Hermanos en Jesucristo:
Miremos al Corazón de Jesús que nos recuerda que “está siempre vivo, nos ama, se ofrece a nosotros como fuente de misericordia, de perdón, de redención” (Papa Francisco). Mirémoslo después de haber contemplado su misterio en la Pasión, Muerte, Resurrección y Ascensión y de haber celebrado la Santa Trinidad, una de cuyas divinas Personas -el Hijo- se hizo hombre por nuestra salvación y que se ha quedado en su Iglesia en el Sacramento de la Eucaristía,
El corazón es el símbolo del amor. Es propio de los enamorados amarse con todo el corazón. Por eso, el Padre, para mostrarnos cuánto nos ama, nos envió a su Hijo y así, haciéndose hombre, nos pudiese amar con un corazón humano. Por eso se dice de Cristo: “Habiendo amado a los suyos que estaban en el mundo, los amó hasta el extremo” (Jn. 13,1). “Jesús, durante su vida, su agonía y su pasión nos ha conocido y amado a todos y a cada uno de nosotros y se ha entregado por cada uno de nosotros”.
El Corazón físico de Cristo late vivo en el Cielo y derrama su amor sobre nosotros desde el Sacramento de la Eucaristía. El Señor quiso que su presencia eucarística en la Iglesia que peregrina por este mundo sea la expresión y la fuente de amor que mana de su Corazón. Lo que nos mereció Cristo con su muerte y resurrección, nos llega por la comunión de su misma carne y sangre, no simbólicas, sino reales: “El que come mi Carne y bebe mi Sangre, tiene vida eterna, y Yo le resucitaré el último día” (Jn. 6,54).
El Corazón de Cristo siempre vivo en la Eucaristía no dejará nunca de amarnos y de interceder en nuestro favor. “De ahí que pueda también salvar perfectamente a los que por Él se llegan a Dios” (Hb. 7,25). Precisamente porque en la cruz “Cristo amó a la Iglesia y se entregó a sí mismo por ella” (Ef. 5,2) como el Esposo a la Esposa, la fecundidad redentora y santificadora de Cristo es siempre en comunión con la Iglesia, que por ser Esposa es Madre de los redimidos.
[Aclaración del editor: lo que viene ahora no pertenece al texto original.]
//! Elaboration error types.

use strata_ir::SignalId;
use strata_sim::SimError;

/// Errors that can occur while resolving interfaces, folding constants or
/// building an elaborated module.
#[derive(Debug, thiserror::Error)]
pub enum ElabError {
    /// A simulator lookup failed.
    #[error(transparent)]
    Sim(#[from] SimError),

    /// Two members of one interface share a field name.
    #[error("duplicate member '{member}' in interface '{interface}'")]
    DuplicateMember {
        /// The interface name.
        interface: String,
        /// The repeated field name.
        member: String,
    },

    /// A path did not lead to any interface member.
    #[error("interface '{interface}' has no member '{path}'")]
    UnresolvedPath {
        /// The interface the lookup started from.
        interface: String,
        /// The dotted path that failed.
        path: String,
    },

    /// A path resolved to a member of the wrong kind.
    #[error("'{path}' is not a {expected}")]
    WrongMemberKind {
        /// The dotted path.
        path: String,
        /// What the caller needed.
        expected: &'static str,
    },

    /// Two declarations in one module share a hardware name.
    #[error("duplicate name '{0}' in elaborated module")]
    DuplicateName(String),

    /// The same simulator signal was declared twice.
    #[error("signal {signal} already declared as '{name}'")]
    DuplicateSignal {
        /// The signal.
        signal: SignalId,
        /// The name of the earlier declaration.
        name: String,
    },

    /// A view refers to a signal that was never declared in the module.
    #[error("view '{view}' refers to undeclared signal {signal}")]
    UndeclaredSignal {
        /// The view name.
        view: String,
        /// The missing backing signal.
        signal: SignalId,
    },

    /// A view has no fixed bit width.
    #[error("view '{0}' has no fixed width")]
    UnsizedView(String),

    /// A constant expression could not be evaluated.
    #[error("constant expression error: {0}")]
    ConstEval(String),

    /// Integer overflow while folding a constant expression.
    #[error("arithmetic overflow in constant expression")]
    Overflow,
}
Así toda comunicación de vida divina, de salvación y de gracia es por Cristo y la Iglesia, como bien lo entendió San Pablo: El Padre “sometió bajo sus pies todas las cosas y le constituyó Cabeza suprema de la Iglesia, que es su Cuerpo, la Plenitud del que lo llena todo en todo” (Ef. 1,22-23).
Hoy, aunque las apariencias digan lo contrario, la Iglesia está tan viva como en Pentecostés, porque su vida es Cristo. Por eso podemos hoy alegrarnos en Villarrica con la pronta ordenación de tres jóvenes llamados por el Señor a ser sacerdotes. Estas vocaciones son testimonio de que el amor de Cristo por su Iglesia no falla y que Ella seguirá siendo la Madre que, fecundada por su Esposo, comunique la vida divina a toda la humanidad.